A desire to speed up the planned improvement of military bases in reach of the Persian Gulf stands out from the highly technical program decision memorandum bearing the signature of Defense Secretary Harold Brown.
After looking over the Navy's tentative budget for fiscal 1982 through 1986, Brown directed that more money go for improving facilities at Oman's island of Al Masirah.
Also, directed Brown, the Navy should increase the amount it had earmarked for upgrading military facilities in Kenya.
The United States has negotiated access rights for its military forces to existing facilities in Egypt, Oman and Kenya. In exchange or the right to use those countries' facilities, the United States has agreed to spend millions to improve them.

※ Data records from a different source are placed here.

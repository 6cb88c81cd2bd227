//! Configuration surfaces for READ_X and WRITE_X.

use crate::error::ConfigError;
use crate::mtu::{MAX_MTU, MIN_MTU};

fn validate_mtu(mtu: u16) -> Result<(), ConfigError> {
    if (MIN_MTU..=MAX_MTU).contains(&mtu) {
        Ok(())
    } else {
        Err(ConfigError::MtuOutOfRange)
    }
}

/// Configuration for the READ_X (server sender) state machine.
#[derive(Debug, Clone, Copy, PartialEq, Eq)]
#[cfg_attr(feature = "defmt", derive(defmt::Format))]
pub struct ReadXConfig {
    pub mtu: u16,
    pub send_redundancy: u8,
    pub start_timeout_ms: u32,
    pub ack_timeout_ms: u32,
}

impl ReadXConfig {
    pub fn new(
        mtu: u16,
        send_redundancy: u8,
        start_timeout_ms: u32,
        ack_timeout_ms: u32,
    ) -> Result<Self, ConfigError> {
        validate_mtu(mtu)?;
        if send_redundancy == 0 {
            return Err(ConfigError::ZeroRedundancy);
        }
        Ok(Self {
            mtu,
            send_redundancy,
            start_timeout_ms,
            ack_timeout_ms,
        })
    }
}

/// Configuration for the WRITE_X (server receiver) state machine.
#[derive(Debug, Clone, Copy, PartialEq, Eq)]
#[cfg_attr(feature = "defmt", derive(defmt::Format))]
pub struct WriteXConfig {
    pub mtu: u16,
    pub timeout_ms: u32,
    pub max_retries: u32,
}

impl WriteXConfig {
    pub fn new(mtu: u16, timeout_ms: u32, max_retries: u32) -> Result<Self, ConfigError> {
        validate_mtu(mtu)?;
        Ok(Self {
            mtu,
            timeout_ms,
            max_retries,
        })
    }
}

#[cfg(test)]
mod test {
    use super::*;

    #[test]
    fn read_x_config_rejects_zero_redundancy() {
        assert_eq!(
            ReadXConfig::new(50, 0, 100, 100),
            Err(ConfigError::ZeroRedundancy)
        );
    }

    #[test]
    fn read_x_config_rejects_mtu_out_of_range() {
        assert_eq!(
            ReadXConfig::new(6, 1, 100, 100),
            Err(ConfigError::MtuOutOfRange)
        );
        assert_eq!(
            ReadXConfig::new(518, 1, 100, 100),
            Err(ConfigError::MtuOutOfRange)
        );
    }

    #[test]
    fn write_x_config_accepts_boundary_mtus() {
        assert!(WriteXConfig::new(7, 100, 3).is_ok());
        assert!(WriteXConfig::new(517, 100, 3).is_ok());
    }
}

However, the U.S. government has promised to keep its military in low profile rather than return to the post-World War II practices of building and operating giant bases overseas.

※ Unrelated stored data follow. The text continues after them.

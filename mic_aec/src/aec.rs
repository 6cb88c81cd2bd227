//! The echo-cancellation engine collaborator.
//!
//! Modeled as a generic trait rather than an opaque FFI handle: the
//! source's `create`/`process`/`destroy` triple maps onto
//! construction, a `process` method, and [Drop] respectively (the
//! RAII-style cleanup the handle wants is exactly what `Drop` gives
//! for free -- no explicit `destroy` call needed in this core).

/// Interleaving order of mic/reference samples handed to [AecEngine::process].
#[derive(Debug, Clone, Copy, PartialEq, Eq)]
#[cfg_attr(feature = "defmt", derive(defmt::Format))]
pub enum Format {
    /// `[mic, ref, mic, ref, ...]`
    Mr,
    /// `[ref, mic, ref, mic, ...]`
    Rm,
}

/// Engine operating mode, passed through to the underlying canceller.
#[derive(Debug, Clone, Copy, PartialEq, Eq)]
#[cfg_attr(feature = "defmt", derive(defmt::Format))]
pub enum AecMode {
    SpeechRecognition,
    VoiceComm16k,
    VoiceComm8k,
}

#[derive(Debug, Clone, Copy, PartialEq, Eq)]
#[cfg_attr(feature = "defmt", derive(defmt::Format))]
pub enum PerfMode {
    LowCost,
    HighPerf,
}

/// Parameters fixed at AEC-engine construction; immutable for the
/// engine's lifetime.
#[derive(Debug, Clone, Copy, PartialEq, Eq)]
#[cfg_attr(feature = "defmt", derive(defmt::Format))]
pub struct AecParams {
    pub format: Format,
    pub filter_length: u8,
    pub mode: AecMode,
    pub perf_mode: PerfMode,
}

/// An echo-cancellation engine instance.
///
/// `create` is fallible -- the concrete engine may refuse unsupported
/// parameter combinations -- and construction failure at [crate::mic::Mic]
/// init is non-fatal (§4.11): the core falls back to the without-AEC
/// read path.
pub trait AecEngine: Sized {
    type Error;

    fn create(params: AecParams) -> Result<Self, Self::Error>;

    /// Number of mono output samples (and mic/ref sample pairs of
    /// input) this engine consumes per [AecEngine::process] call.
    fn chunk_size(&self) -> usize;

    /// Run one chunk through the canceller. `input` is
    /// `2 * chunk_size()` samples in the engine's configured
    /// [Format]; `output` receives up to `chunk_size()` mono samples.
    /// Returns the number of samples written to `output`; a
    /// non-positive return means the engine produced nothing this
    /// call (not an error -- see §4.12).
    fn process(&mut self, input: &[i16], output: &mut [i16]) -> i32;
}
//! Error types for the [crate::mic::Mic] lifecycle and read pipeline.

#[derive(Debug, Clone, PartialEq, Eq)]
#[cfg_attr(feature = "defmt", derive(defmt::Format))]
pub enum MicError<IE, CE> {
    NotInitialized,
    NoVoiceChannels,
    InvalidChannel,
    NoRefChannel,
    AecCreateFailed,
    AecNotInitialized,
    I2s(IE),
    Codec(CE),
}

An exception to this low-profile rule is the British-owned island of Diego Garcia. The Carter administration is turning that tiny island in the Indian Ocean into a bastion of American military power -- with the cost expected to total $1 billion.
Internal Pentagon papers confirm that plans include widening the runways of Diego Garcia so they can accommodate the long-range, eight-engined B52 bombers -- the only really long-reach bomber the United States possesses.
In a memo, one of Brown's deputies directs the Air Force to "fund the previously approved Diego Garcia upgrade program and fund planning and design in fiscal year 1982 for an auster B52 support capability."
In contrast to the gingerly way leaders in Oman and Kenya have put out the welcome mat to U.S. military forces, Egyptian President Sadat has openly issued warm invitations. One of the new budget guidance papers directs the Air Force to improve Egypt's air base at Ras Banas.
In an interview in May with Washington Post Co. Chairman Katharine Graham and Newsweek, Sadat said he had asked U.S. officials: "Why not train my people and put your planes here? Whenever you choose to come, send your crew instead of long logistic lines of communications."
He has recommended that the United States pre-position weaponry, but not troops, in Egypt, arms that could be brought to bear rapidly in a Mideast crisis. "I am not asking for American bases or American soldiers. No, no. I can raise a million-soldier army . . . Send me war gear."
U.S. access to Egypt's Ras Banas is expecially significant to the American military in light of Saudi Arabia's opposition to such a presence on its territory.
As another part of the U.S. effort to improve its response capability, the Pentagon's budget directive tells the Air Force to carry through plans for upgrading air fields at Lajes in the Azores, way stations for planes going to Europe and the Mideast.